Ahmadinejad has used anti-Israeli rhetoric and cast doubt on the Holocaust to rally anti-Western supporters at home and abroad, particularly in Asia and the Middle East. Several times he has referred to the Holocaust as a “myth” used to impose the state of Israel on the Arab world.

“The Holocaust is the device used as the pillar of Zionist imperialism, Zionist aggression, Zionist terror and Zionist murder,” David Duke, a former Ku Klux Klan leader and former state representative in Louisiana, told The Associated Press.

Ahmadinejad announced the conference would set up a “fact-finding commission” to determine whether the Holocaust happened or not. The commission will “help end a 60-year-old dispute,” he said.

The Tehran conference was touted by participants and organizers as an exercise in academic freedom and a chance to openly consider whether 6 million Jews really died in the Holocaust, away from Western taboos and the restrictions imposed on scholars in Europe, where some countries have made it a crime to deny the Nazi genocide during World War II.

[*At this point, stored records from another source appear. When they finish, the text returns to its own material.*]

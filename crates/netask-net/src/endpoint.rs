//! API endpoints and URL resolution.

use std::collections::BTreeMap;

use url::{Position, Url};

use crate::error::{Result, TaskError};
use crate::http::HttpMethod;

/// Request parameters, keyed by name.
pub type Parameters = BTreeMap<String, serde_json::Value>;

/// A logical API target: base URL, path, method and parameters.
///
/// The target URL is `base_url` followed by `path`, verbatim. Parameters are
/// encoded when the request is built (see
/// [`ParameterEncoding`](crate::encoding::ParameterEncoding)).
///
/// # Example
///
/// ```
/// use netask_net::{Endpoint, HttpMethod};
///
/// let endpoint = Endpoint::new("https://api.example.com", "/v1/users")
///     .with_method(HttpMethod::Post)
///     .with_parameter("name", "Ada");
///
/// assert_eq!(endpoint.url().unwrap().as_str(), "https://api.example.com/v1/users");
/// ```
#[derive(Clone, Debug, Default, PartialEq)]
pub struct Endpoint {
    base_url: String,
    path: String,
    method: HttpMethod,
    parameters: Parameters,
}

impl Endpoint {
    /// Create a GET endpoint without parameters.
    pub fn new(base_url: impl Into<String>, path: impl Into<String>) -> Self {
        Self {
            base_url: base_url.into(),
            path: path.into(),
            method: HttpMethod::Get,
            parameters: Parameters::new(),
        }
    }

    /// Split a full URL into base (scheme, authority) and path.
    ///
    /// The path keeps any query string. A string that does not parse as a
    /// URL with a host gives an endpoint with empty base and path, which
    /// fails with [`TaskError::InvalidUrl`] once the task resolves it.
    pub fn from_url(url: &str) -> Self {
        match Url::parse(url) {
            Ok(parsed) if parsed.has_host() => Self::new(
                &parsed[..Position::BeforePath],
                &parsed[Position::BeforePath..Position::AfterQuery],
            ),
            _ => Self::new("", ""),
        }
    }

    /// Set the HTTP method.
    pub fn with_method(mut self, method: HttpMethod) -> Self {
        self.method = method;
        self
    }

    /// Replace all parameters.
    pub fn with_parameters(mut self, parameters: Parameters) -> Self {
        self.parameters = parameters;
        self
    }

    /// Add a single parameter.
    pub fn with_parameter(mut self, name: impl Into<String>, value: impl Into<serde_json::Value>) -> Self {
        self.parameters.insert(name.into(), value.into());
        self
    }

    /// The base URL.
    pub fn base_url(&self) -> &str {
        &self.base_url
    }

    /// The path appended to the base URL.
    pub fn path(&self) -> &str {
        &self.path
    }

    /// The HTTP method.
    pub fn method(&self) -> HttpMethod {
        self.method
    }

    /// The request parameters.
    pub fn parameters(&self) -> &Parameters {
        &self.parameters
    }

    /// The unresolved target, `base_url + path`.
    pub fn url_string(&self) -> String {
        format!("{}{}", self.base_url, self.path)
    }

    /// Resolve the target into an absolute `http`/`https` URL.
    pub fn url(&self) -> Result<Url> {
        let raw = self.url_string();
        match Url::parse(&raw) {
            Ok(url) if matches!(url.scheme(), "http" | "https") && url.has_host() => Ok(url),
            _ => Err(TaskError::InvalidUrl(raw)),
        }
    }
}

It gathered 67 writers and researchers from 30 countries, most of whom argue that either the Holocaust did not happen or that it was vastly exaggerated. Many have been jailed or fined in France, Germany or Austria, where it is illegal to deny the Holocaust.

There can be no legitimate doubt that the Holocaust happened — that Adolf Hitler’s hatred of the Jews led to the murder of over 6-million Jews in death camps spread throughout the eastern lands occupied by the Third Reich. In addition, millions of non-Jews deemed “life unworthy of life” were exterminated by the regime.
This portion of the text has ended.